Nel periodo tra il 1943 e il 1946, Moro fu tra i cofondatori del settimanale barese La Rassegna, accusato dalla sinistra di neofascismo e di qualunquismo. Bari, all’epoca era un laboratorio nazionale e non solo per via di Radio Bari e del congresso del Cln. A Bari è nato il primo numero dell’Avanti postfascista, diretto da Eugenio Laricchiuta e con collaboratori Nenni e Saragat. A Bari nacque l’organo degli azionisti Italia del popolo e il primo giornale non clandestino del Pci, Civiltà proletaria, diretto da Michele Pellicani, con le firme di Di Vittorio e di Pesenti. A Bari nacque pure nel ’45 il primo foglio neofascista, il Manifesto di Pietro Marengo. In questa Bari pulsante di politica, vide la luce La Rassegna, stampato presso la tipografia della Gazzetta del Mezzogiorno, in cui scrivevano docenti e giornalisti che oggi si direbbero di centro-destra.
Il Moro che scrive su La Rassegna diffida dei partiti, Dc inclusa, si appella agli apolitici e agli indipendenti, guarda con simpatia all’Uomo qualunque di Giannini e al governo Badoglio e non disdegna di dichiararsi a certe condizioni “uomo di destra”. Ad esempio, l’8 maggio del ’45 Moro scrive “Le destre come consapevolezza storica, come visione realistica della vita umana, come misura vigile contro le tentazioni dell’entusiasmo, non possono e non debbono essere sconfitte”. Moro si riferisce a una destra come temperamento, come mentalità; rispetto ad esse “noi siamo di destra limitatamente a questa serena realistica considerazione”. In precedenza, Moro aveva notato la differenza di stile tra destra e sinistra: “le prime pronte a riconoscere valore all’ideologia avversaria, finché non diventi esclusiva, le seconde portate invece a negarle del tutto, se pure si adattano per ragioni tattiche, al compromesso della convivenza”. Quasi proiettando i tratti del proprio carattere nella destra, Moro notava che “la ragione della debolezza delle destre” fosse in quella “timidezza cauta” che non incendiava le masse “galvanizzate dalla irruenza veemente della intransigenza di sinistra”. Di destra sociale, si potrebbe aggiungere, perché Moro a differenza dei suoi colleghi più liberali, impiantava i suoi valori di libertà e di realismo nella dottrina sociale cristiana. Del resto, la sua stessa iscrizione alla Dc nel ’46 avvenne su spinta dell’arcivescovo Mimmi di Bari, un conservatore che lo aveva nominato segretario nazionale dei laureati cattolici e poi lo aveva sostenuto alla guida della Domus Mariae per frenare le aperture a sinistra nella Dc di un altro ex-fascista dossettiano, Amintore Fanfani. Moro condivise la battaglia de La Rassegna contro il Cln, contro le epurazioni e l’egemonia dei partigiani. Scriveva il 12 marzo del ’45 che “la milizia irregolare” dei partigiani richiamava “spiacevoli ricordi della rivoluzione permanente e del suo presidio armato…noi guardiamo con tanto timore l’esercito dei partigiani…e certe spavalderie da bravi”. E temeva soprattutto che le armate partigiane, godendo di perfetta autonomia, “si facciano persino giustizia da sé. E di che giustizia si tratti si può bene immaginare”. Per un intellettuale dal linguaggio paludato come Moro, era già un significativo esporsi.

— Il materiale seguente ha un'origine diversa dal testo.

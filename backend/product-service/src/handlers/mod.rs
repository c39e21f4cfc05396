/// HTTP handlers for product endpoints
///
/// Routes:
/// - `POST /products`, `GET /products`, `GET /products/{id}`
/// - `GET /health`, `GET /metrics`
pub mod products;

pub use products::{create_product, get_product, list_products};

use actix_web::{web, HttpResponse};
use tracing::info;

use crate::error::AppError;
use crate::metrics::serve_metrics;

/// Liveness probe
pub async fn health() -> HttpResponse {
    HttpResponse::Ok().json(serde_json::json!({"status": "ok"}))
}

/// Register every route and extractor config on an app or scope
pub fn configure(cfg: &mut web::ServiceConfig) {
    cfg.app_data(json_config())
        .app_data(query_config())
        .route("/health", web::get().to(health))
        .route("/metrics", web::get().to(serve_metrics))
        .service(
            web::scope("/products")
                .route("", web::post().to(create_product))
                .route("", web::get().to(list_products))
                .route("/{id}", web::get().to(get_product)),
        );
}

/// Undecodable bodies become a plain 400 "Invalid request"
fn json_config() -> web::JsonConfig {
    web::JsonConfig::default().error_handler(|err, _req| {
        info!(error = %err, "Failed to decode request body");
        AppError::BadRequest("Invalid request".to_string()).into()
    })
}

fn query_config() -> web::QueryConfig {
    web::QueryConfig::default().error_handler(|err, _req| {
        info!(error = %err, "Failed to decode query string");
        AppError::BadRequest("Invalid request".to_string()).into()
    })
}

Curiosamente, per colpire queste tesi del giornale moroteo, notava in un suo pamphlet Pinuccio Tatarella, fu coniata per la prima volta l’espressione “neofascismo”, oltre che clerico-fascismo, da Civiltà Proletaria e da Italia del popolo. I due giornali di sinistra rinfacciavano a Moro e al gruppo de La Rassegna le loro origini fasciste mal celate e il loro “attendismo carrierista”. L’accusa era: fanno gli indipendenti, perché non hanno ancora capito a quale partito convenga oggi affiliarsi. Moro si distaccò dal giornale qualunquista alla fine del ’45 per dedicarsi alla Fuci, in polemica con la dc ciellenista guidata a Bari da Troisi e Calcaterra. Poi le vicende della storia, il realismo politico e forse il cinismo, portarono Moro verso sinistra. Ma conservando l’indole moderata di chi voleva narcotizzare l’avversario e sedare il conflitto. Non aveva fatto i conti con la “giustizia armata” delle “milizie irregolari”, i brigatisti rossi che il 9 maggio del ’78 assassinarono lo statista pugliese.